Though it might seem that there’s not much in the way of silver linings in these dark economic times, there is at least one: as people learn to make do with less, they are discovering the many benefits of sharing. Car-sharing, babysitting cooperatives, and tool lending are just a few of the many creative ways people are eschewing ownership and learning to share the goods and services they need.

But sharing can do more than just save you a buck. New psychological research suggests that sharing fosters trust and cooperation in the community and contributes to personal well-being.

Here are some of the ways that sharing can boost your happiness levels:

This is a Power 3s List.

1. Sharing involves reciprocal giving, and the research is full of the benefits of giving, from greater physical health to personal happiness.A 2008 study by Harvard Business School professor Michael Norton and colleagues showed that giving a sum of money away to someone else lifted well-being more that spending it on oneself.

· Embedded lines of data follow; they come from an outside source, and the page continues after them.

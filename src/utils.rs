use statrs::statistics::Statistics;

/// info! that keeps ANSI colours only when the run is displayed in colour
#[macro_export]
macro_rules! cinfo {
    ($colorful:expr, $($arg:tt)*) => {
        log::info!("{}", $crate::utils::strip_ansi_if_needed(&format!($($arg)*), $colorful))
    };
}

/// Removes ANSI escape sequences (ESC [ ... letter) unless `colorful` is set
pub fn strip_ansi_if_needed(text: &str, colorful: bool) -> String {
    if colorful {
        return text.to_string();
    }

    let mut stripped = String::with_capacity(text.len());
    let mut chars = text.chars();
    while let Some(c) = chars.next() {
        if c == '\x1b' {
            for next in chars.by_ref() {
                if next.is_ascii_alphabetic() {
                    break;
                }
            }
        } else {
            stripped.push(c);
        }
    }
    stripped
}

/// Mean and population variance (ddof 0) of the finite values, NaN when there are none
pub fn mean_and_variance(values: &[f64]) -> (f64, f64) {
    let finite: Vec<f64> = values.iter().copied().filter(|v| v.is_finite()).collect();
    if finite.is_empty() {
        return (f64::NAN, f64::NAN);
    }
    (finite.iter().mean(), finite.iter().population_variance())
}

/// Sample sizes of an experiment: `init_size + inc_size * step` for step in [0, iters)
pub fn sample_sizes(init_size: usize, inc_size: usize, iters: usize) -> Vec<usize> {
    (0..iters).map(|step| init_size + inc_size * step).collect()
}

/// Index of the largest value, first one on ties
pub fn argmax(values: &[f64]) -> Option<usize> {
    let mut best: Option<(usize, f64)> = None;
    for (i, &v) in values.iter().enumerate() {
        match best {
            Some((_, b)) if v <= b => {}
            _ => best = Some((i, v)),
        }
    }
    best.map(|(i, _)| i)
}

#[cfg(test)]
mod tests {
    use super::*;

    #[test]
    fn test_strip_ansi_if_needed() {
        let text = "\x1b[1;93mSize 30\x1b[0m done";
        assert_eq!(strip_ansi_if_needed(text, false), "Size 30 done");
        assert_eq!(strip_ansi_if_needed(text, true), text);
    }

    #[test]
    fn test_mean_and_variance_ignores_nan() {
        let (mean, var) = mean_and_variance(&[1.0, f64::NAN, 0.0, 1.0, 0.0]);
        assert!((mean - 0.5).abs() < 1e-12);
        assert!((var - 0.25).abs() < 1e-12);

        let (mean, var) = mean_and_variance(&[f64::NAN]);
        assert!(mean.is_nan() && var.is_nan());
    }

    #[test]
    fn test_sample_sizes_arithmetic_progression() {
        assert_eq!(sample_sizes(30, 5, 4), vec![30, 35, 40, 45]);
        assert!(sample_sizes(30, 5, 0).is_empty());
    }

    #[test]
    fn test_argmax_first_on_ties() {
        assert_eq!(argmax(&[0.1, 0.7, 0.7, 0.2]), Some(1));
        assert_eq!(argmax(&[]), None);
    }
}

2. Sharing increases positive social interaction with others, which can prolong your life. Sharing can bring people together who in other circumstances might not meet. According to Paul Zak, humans have an innate need for social connection, and participating in sharing sites like SnapGoods or Groupon can help people broaden their base of friends and acquaintances. “Sharing helps us to reach out to others,” he says. “It’s an excuse to engage with someone whom you’re helping at the same time.” And research has shown that having positive social interactions is central to good mental and physical health. In a 2010 meta-analysis of previous research, Julianne Holt-Lunstad of Brigham Young University and colleagues found that having stronger social ties and less social isolation significantly prolonged one’s life. As researcher John Cacioppo writes in his book Loneliness: Human Nature and the Need for Social Connection 3 Ways Sharing Will Make You Happier, “The more extensive the reciprocal altruism born of social connection….the greater the advance toward health, wealth, and happiness.”

3. Sharing invokes gratitude, and gratitude is highly correlated with happiness. Not only is giving beneficial, but when one feels grateful for the exchange––a natural consequence of receiving help in the form of sharing––this also increases personal happiness. Robert Emmons and Michael McCullough, co-directors of the Research Project on Gratitude and Thankfulness, found that teaching college students to “count their blessings” and cultivate gratitude helped them to exercise more, be more optimistic, and feel better about their lives overall. Barbara Fredrickson, one of the pioneer researchers on the roots of happiness, suggests that cultivating gratitude in every day life is one of the keys to increasing personal happiness. “When you express your gratitude in words or actions, you not only boost your own positivity but [other people’s] as well,” writes Fredrickson. “And in the process you reinforce their kindness and strengthen your bond to one another.”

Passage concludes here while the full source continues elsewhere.